安岡章太郎の小説に、「舌出し天使」というのがあります。
これを読んだのは中学生の頃のことで、もう内容もおぼろなのですが、恥ずかしながら服部達という33歳で自殺した文芸評論家をモデルにした作品だということは、大学を出るまで知りませんでした。
「舌出し天使」は戦地から帰った青年の女難めいた悲喜劇をやや自虐っぽいユーモアのスパイスを効かせた作品で、中学生の私には面白く感じられました。
もっとも、これが安岡章太郎の失敗作として評論家に迎えられているらしいのですが。
先日、服部達の「われらにとって美は存在するか」といういかめしいタイトルの遺稿集を読む機会に恵まれました。
服部達という人、その当時文芸評論家の間で流行していたマルクス主義的アプローチや、思い入れたっぷりの作家べったりな批評を拒絶し、純粋に審美的な方法を目指したとされています。
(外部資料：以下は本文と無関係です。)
#[cfg(feature = "local-embeddings-fastembed")]
fn config_to_fastembed_model(name: &str) -> Result<fastembed::EmbeddingModel> {
    match name {
        "all-minilm-l6-v2" => Ok(fastembed::EmbeddingModel::AllMiniLML6V2),
        "bge-small-en-v1.5" => Ok(fastembed::EmbeddingModel::BGESmallENV15),
        "bge-base-en-v1.5" => Ok(fastembed::EmbeddingModel::BGEBaseENV15),
        "bge-large-en-v1.5" => Ok(fastembed::EmbeddingModel::BGELargeENV15),
        "nomic-embed-text-v1" => Ok(fastembed::EmbeddingModel::NomicEmbedTextV1),
        "nomic-embed-text-v1.5" => Ok(fastembed::EmbeddingModel::NomicEmbedTextV15),
        "multilingual-e5-small" => Ok(fastembed::EmbeddingModel::MultilingualE5Small),
        "multilingual-e5-base" => Ok(fastembed::EmbeddingModel::MultilingualE5Base),
        "multilingual-e5-large" => Ok(fastembed::EmbeddingModel::MultilingualE5Large),
        other => Err(IndexError::Configuration(format!(
            "Unknown local embedding model: '{}'. Supported models: \
             all-minilm-l6-v2, bge-small-en-v1.5, bge-base-en-v1.5, bge-large-en-v1.5, \
             nomic-embed-text-v1, nomic-embed-text-v1.5, \
             multilingual-e5-small, multilingual-e5-base, multilingual-e5-large",
            other
        ))
        .into()),
    }
}

/// Create the appropriate [`EmbeddingProvider`] based on configuration.
///
/// | Config Value | Provider |
/// |-------------|----------|
/// | `"openai"` | [`OpenAIProvider`] |
/// | `"ollama"` | [`OllamaProvider`] |
/// | `"local"` | `LocalProvider` (fastembed feature) |
/// | `"hash"` | [`HashProvider`] |
///
/// # Errors
///
/// `"disabled"` and unknown names are configuration errors: building or
/// querying an index always needs a concrete embedding backend.
pub fn create_provider(config: &EmbeddingConfig) -> Result<Box<dyn EmbeddingProvider>> {
    match config.provider.as_str() {
        "disabled" => Err(IndexError::Configuration(
            "embedding.provider is not set (or STATUTE_EMBEDDING_PROVIDER)".into(),
        )
        .into()),
        "openai" => Ok(Box::new(OpenAIProvider::new(config)?)),
        "ollama" => Ok(Box::new(OllamaProvider::new(config)?)),
        "hash" => Ok(Box::new(HashProvider::from_config(config))),
        #[cfg(feature = "local-embeddings-fastembed")]
        "local" => Ok(Box::new(LocalProvider::new(config)?)),
        #[cfg(not(feature = "local-embeddings-fastembed"))]
        "local" => bail!(IndexError::Configuration(
            "Local embedding provider requires --features local-embeddings-fastembed".into()
        )),
        other => bail!(IndexError::Configuration(format!(
            "Unknown embedding provider: {}",
            other
        ))),
    }
}

/// Encode a float vector as a BLOB (little-endian f32 bytes).
///
/// # Example
///
/// ```rust
/// use statute_index::embedding::{vec_to_blob, blob_to_vec};
///
/// let v = vec![1.0f32, -2.5, 3.125];
/// let blob = vec_to_blob(&v);
/// assert_eq!(blob.len(), 12); // 3 × 4 bytes
/// assert_eq!(blob_to_vec(&blob), v);
/// ```
pub fn vec_to_blob(vec: &[f32]) -> Vec<u8> {
    let mut bytes = Vec::with_capacity(vec.len() * 4);
    for &v in vec {
        bytes.extend_from_slice(&v.to_le_bytes());
    }
    bytes
}

/// Decode a BLOB back into a float vector.
pub fn blob_to_vec(blob: &[u8]) -> Vec<f32> {
    blob.chunks_exact(4)
        .map(|chunk| f32::from_le_bytes([chunk[0], chunk[1], chunk[2], chunk[3]]))
        .collect()
}

/// Compute cosine similarity between two embedding vectors.
///
/// Returns a value in `[-1.0, 1.0]`, or `0.0` for empty vectors, vectors
/// of different lengths, and zero vectors.
///
/// ```text
///            a · b
/// cos(θ) = ─────────
///          ‖a‖ × ‖b‖
/// ```
pub fn cosine_similarity(a: &[f32], b: &[f32]) -> f32 {
    if a.len() != b.len() || a.is_empty() {
        return 0.0;
    }

    let mut dot = 0.0f32;
    let mut norm_a = 0.0f32;
    let mut norm_b = 0.0f32;

    for (x, y) in a.iter().zip(b.iter()) {
        dot += x * y;
        norm_a += x * x;
        norm_b += y * y;
    }

    let denom = norm_a.sqrt() * norm_b.sqrt();
    if denom < f32::EPSILON {
        return 0.0;
    }

    dot / denom
}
その当時は知りませんが、そんなことは私が物心ついた頃から当たり前でしたけどねぇ。
文学作品というのは作者と読者の共同作業によって出来上がる神秘体験であると意味付け、サルトルの次のような文章を引用しています。
生産者の側から見るならば、美を支えるものは想像力の働きである。
想像力はわれわれの知覚に抗して現実界に尽きるところに非現実界を生ぜしめる。
そして、『芸術作品とは非現実的存在である』。
私には当たり前すぎるほど当たり前な定義ですが、政治の季節を目前にした当時、このような論は現実逃避の卑怯者の言い訳に見えたのかもしれませんねぇ。
一年ほど前、私はこれとやや似た趣旨の記事「ネズミ算」を書いています。
↓
https://tobiomasahiro.com/s/%A5%CD%A5%BA%A5%DF%BB%BB
で、その服部達ですが、自殺の原因は多額の借金とされ、方法はちょっと変わっています。
すなわち、睡眠薬を大量に服用し、清里村のキリスト教会研修センターから八ヶ岳に向かって歩いていき、雪山で倒れ凍死、ということでした。
雪山で凍死という死にざまは審美的文芸評論家らしいと言えばらしいですね。
しかし原因が借金というのはいただけませんねぇ。
借金なんか偏屈な文学論を喚き散らして、あいつは気がくるってる、と思わせて踏み倒してやるぐらいの気骨が欲しかったところです。
時代に逆らったというより、先取りしたというより、伝統に回帰したというべき若き文芸評論家が、1956年という、新生日本の文学界が混迷を深める中、自ら命を絶ったことは、誠に残念です。